ASSIGNMENT:
Each record must be repeated exactly as it stands.

Records from a collection:
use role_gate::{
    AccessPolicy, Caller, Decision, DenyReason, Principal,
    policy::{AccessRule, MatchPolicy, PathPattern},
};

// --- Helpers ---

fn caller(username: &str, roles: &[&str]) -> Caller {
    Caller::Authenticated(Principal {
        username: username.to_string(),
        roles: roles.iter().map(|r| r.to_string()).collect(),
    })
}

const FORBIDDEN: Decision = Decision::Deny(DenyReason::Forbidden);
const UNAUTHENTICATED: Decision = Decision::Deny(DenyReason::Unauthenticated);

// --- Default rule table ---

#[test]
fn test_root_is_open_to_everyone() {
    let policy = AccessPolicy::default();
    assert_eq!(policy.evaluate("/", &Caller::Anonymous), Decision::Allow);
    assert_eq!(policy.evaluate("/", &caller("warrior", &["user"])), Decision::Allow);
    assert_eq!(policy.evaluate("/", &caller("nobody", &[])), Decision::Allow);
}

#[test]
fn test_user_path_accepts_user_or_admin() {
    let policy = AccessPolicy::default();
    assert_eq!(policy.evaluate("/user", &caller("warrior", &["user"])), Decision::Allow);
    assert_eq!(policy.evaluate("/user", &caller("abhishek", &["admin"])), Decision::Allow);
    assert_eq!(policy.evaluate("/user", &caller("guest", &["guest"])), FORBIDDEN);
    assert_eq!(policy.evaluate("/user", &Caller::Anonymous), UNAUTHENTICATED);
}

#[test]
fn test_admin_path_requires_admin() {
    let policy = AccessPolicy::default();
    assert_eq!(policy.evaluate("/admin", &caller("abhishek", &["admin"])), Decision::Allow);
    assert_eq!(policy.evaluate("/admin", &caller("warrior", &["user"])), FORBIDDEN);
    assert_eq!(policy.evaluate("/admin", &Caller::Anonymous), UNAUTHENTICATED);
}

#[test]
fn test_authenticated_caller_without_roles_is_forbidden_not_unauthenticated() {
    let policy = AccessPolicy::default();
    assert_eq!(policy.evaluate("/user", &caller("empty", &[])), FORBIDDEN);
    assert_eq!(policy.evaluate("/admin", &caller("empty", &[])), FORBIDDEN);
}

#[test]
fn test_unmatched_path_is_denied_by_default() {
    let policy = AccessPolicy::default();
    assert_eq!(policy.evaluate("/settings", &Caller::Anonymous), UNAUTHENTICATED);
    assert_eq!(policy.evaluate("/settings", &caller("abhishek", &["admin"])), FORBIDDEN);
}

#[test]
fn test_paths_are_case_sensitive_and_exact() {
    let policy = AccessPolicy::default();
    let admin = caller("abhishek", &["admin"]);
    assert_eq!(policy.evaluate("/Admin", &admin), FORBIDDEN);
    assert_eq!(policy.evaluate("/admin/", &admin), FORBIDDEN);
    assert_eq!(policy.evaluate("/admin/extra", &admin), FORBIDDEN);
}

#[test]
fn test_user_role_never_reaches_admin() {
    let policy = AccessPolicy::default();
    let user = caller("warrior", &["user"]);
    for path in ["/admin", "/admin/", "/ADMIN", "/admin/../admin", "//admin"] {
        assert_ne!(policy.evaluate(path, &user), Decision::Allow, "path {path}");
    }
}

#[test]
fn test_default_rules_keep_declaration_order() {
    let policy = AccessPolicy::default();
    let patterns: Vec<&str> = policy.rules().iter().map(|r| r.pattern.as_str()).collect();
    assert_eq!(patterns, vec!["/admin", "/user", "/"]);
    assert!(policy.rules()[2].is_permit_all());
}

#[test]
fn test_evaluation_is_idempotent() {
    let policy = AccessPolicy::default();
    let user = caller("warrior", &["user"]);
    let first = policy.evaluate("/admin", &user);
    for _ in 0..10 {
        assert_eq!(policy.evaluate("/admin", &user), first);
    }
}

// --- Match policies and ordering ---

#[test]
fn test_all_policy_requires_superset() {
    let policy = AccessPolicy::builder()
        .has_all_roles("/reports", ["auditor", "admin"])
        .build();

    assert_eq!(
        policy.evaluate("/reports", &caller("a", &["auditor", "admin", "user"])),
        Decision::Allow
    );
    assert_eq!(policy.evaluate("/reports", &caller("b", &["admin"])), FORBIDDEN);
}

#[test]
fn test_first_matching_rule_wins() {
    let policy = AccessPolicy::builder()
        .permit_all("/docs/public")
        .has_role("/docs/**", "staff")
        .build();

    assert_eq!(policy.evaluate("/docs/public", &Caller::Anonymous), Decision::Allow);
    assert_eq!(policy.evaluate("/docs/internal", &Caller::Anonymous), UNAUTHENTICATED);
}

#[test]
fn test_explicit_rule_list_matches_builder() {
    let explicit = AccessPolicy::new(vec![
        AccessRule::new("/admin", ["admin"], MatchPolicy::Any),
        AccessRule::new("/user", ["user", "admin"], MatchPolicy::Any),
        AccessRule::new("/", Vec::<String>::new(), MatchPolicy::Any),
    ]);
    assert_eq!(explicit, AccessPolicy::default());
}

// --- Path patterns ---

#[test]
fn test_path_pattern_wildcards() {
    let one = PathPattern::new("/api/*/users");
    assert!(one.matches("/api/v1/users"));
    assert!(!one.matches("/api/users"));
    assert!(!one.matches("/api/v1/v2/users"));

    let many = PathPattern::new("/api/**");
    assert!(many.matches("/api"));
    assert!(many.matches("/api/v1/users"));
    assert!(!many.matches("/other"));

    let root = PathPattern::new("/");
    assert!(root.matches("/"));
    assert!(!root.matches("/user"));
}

WRITTEN ANSWER:
use role_gate::{
    AccessPolicy, Caller, Decision, DenyReason, Principal,
    policy::{AccessRule, MatchPolicy, PathPattern},
};

// --- Helpers ---

fn caller(username: &str, roles: &[&str]) -> Caller {
    Caller::Authenticated(Principal {
        username: username.to_string(),
        roles: roles.iter().map(|r| r.to_string()).collect(),
    })
}

const FORBIDDEN: Decision = Decision::Deny(DenyReason::Forbidden);
const UNAUTHENTICATED: Decision = Decision::Deny(DenyReason::Unauthenticated);

// --- Default rule table ---

#[test]
fn test_root_is_open_to_everyone() {
    let policy = AccessPolicy::default();
    assert_eq!(policy.evaluate("/", &Caller::Anonymous), Decision::Allow);
    assert_eq!(policy.evaluate("/", &caller("warrior", &["user"])), Decision::Allow);
    assert_eq!(policy.evaluate("/", &caller("nobody", &[])), Decision::Allow);
}

#[test]
fn test_user_path_accepts_user_or_admin() {
    let policy = AccessPolicy::default();
    assert_eq!(policy.evaluate("/user", &caller("warrior", &["user"])), Decision::Allow);
    assert_eq!(policy.evaluate("/user", &caller("abhishek", &["admin"])), Decision::Allow);
    assert_eq!(policy.evaluate("/user", &caller("guest", &["guest"])), FORBIDDEN);
    assert_eq!(policy.evaluate("/user", &Caller::Anonymous), UNAUTHENTICATED);
}

#[test]
fn test_admin_path_requires_admin() {
    let policy = AccessPolicy::default();
    assert_eq!(policy.evaluate("/admin", &caller("abhishek", &["admin"])), Decision::Allow);
    assert_eq!(policy.evaluate("/admin", &caller("warrior", &["user"])), FORBIDDEN);
    assert_eq!(policy.evaluate("/admin", &Caller::Anonymous), UNAUTHENTICATED);
}

#[test]
fn test_authenticated_caller_without_roles_is_forbidden_not_unauthenticated() {
    let policy = AccessPolicy::default();
    assert_eq!(policy.evaluate("/user", &caller("empty", &[])), FORBIDDEN);
    assert_eq!(policy.evaluate("/admin", &caller("empty", &[])), FORBIDDEN);
}

#[test]
fn test_unmatched_path_is_denied_by_default() {
    let policy = AccessPolicy::default();
    assert_eq!(policy.evaluate("/settings", &Caller::Anonymous), UNAUTHENTICATED);
    assert_eq!(policy.evaluate("/settings", &caller("abhishek", &["admin"])), FORBIDDEN);
}

#[test]
fn test_paths_are_case_sensitive_and_exact() {
    let policy = AccessPolicy::default();
    let admin = caller("abhishek", &["admin"]);
    assert_eq!(policy.evaluate("/Admin", &admin), FORBIDDEN);
    assert_eq!(policy.evaluate("/admin/", &admin), FORBIDDEN);
    assert_eq!(policy.evaluate("/admin/extra", &admin), FORBIDDEN);
}

#[test]
fn test_user_role_never_reaches_admin() {
    let policy = AccessPolicy::default();
    let user = caller("warrior", &["user"]);
    for path in ["/admin", "/admin/", "/ADMIN", "/admin/../admin", "//admin"] {
        assert_ne!(policy.evaluate(path, &user), Decision::Allow, "path {path}");
    }
}

#[test]
fn test_default_rules_keep_declaration_order() {
    let policy = AccessPolicy::default();
    let patterns: Vec<&str> = policy.rules().iter().map(|r| r.pattern.as_str()).collect();
    assert_eq!(patterns, vec!["/admin", "/user", "/"]);
    assert!(policy.rules()[2].is_permit_all());
}

#[test]
fn test_evaluation_is_idempotent() {
    let policy = AccessPolicy::default();
    let user = caller("warrior", &["user"]);
    let first = policy.evaluate("/admin", &user);
    for _ in 0..10 {
        assert_eq!(policy.evaluate("/admin", &user), first);
    }
}

// --- Match policies and ordering ---

#[test]
fn test_all_policy_requires_superset() {
    let policy = AccessPolicy::builder()
        .has_all_roles("/reports", ["auditor", "admin"])
        .build();

    assert_eq!(
        policy.evaluate("/reports", &caller("a", &["auditor", "admin", "user"])),
        Decision::Allow
    );
    assert_eq!(policy.evaluate("/reports", &caller("b", &["admin"])), FORBIDDEN);
}

#[test]
fn test_first_matching_rule_wins() {
    let policy = AccessPolicy::builder()
        .permit_all("/docs/public")
        .has_role("/docs/**", "staff")
        .build();

    assert_eq!(policy.evaluate("/docs/public", &Caller::Anonymous), Decision::Allow);
    assert_eq!(policy.evaluate("/docs/internal", &Caller::Anonymous), UNAUTHENTICATED);
}

#[test]
fn test_explicit_rule_list_matches_builder() {
    let explicit = AccessPolicy::new(vec![
        AccessRule::new("/admin", ["admin"], MatchPolicy::Any),
        AccessRule::new("/user", ["user", "admin"], MatchPolicy::Any),
        AccessRule::new("/", Vec::<String>::new(), MatchPolicy::Any),
    ]);
    assert_eq!(explicit, AccessPolicy::default());
}

// --- Path patterns ---

#[test]
fn test_path_pattern_wildcards() {
    let one = PathPattern::new("/api/*/users");
    assert!(one.matches("/api/v1/users"));
    assert!(!one.matches("/api/users"));
    assert!(!one.matches("/api/v1/v2/users"));

    let many = PathPattern::new("/api/**");
    assert!(many.matches("/api"));
    assert!(many.matches("/api/v1/users"));
    assert!(!many.matches("/other"));

    let root = PathPattern::new("/");
    assert!(root.matches("/"));
    assert!(!root.matches("/user"));
}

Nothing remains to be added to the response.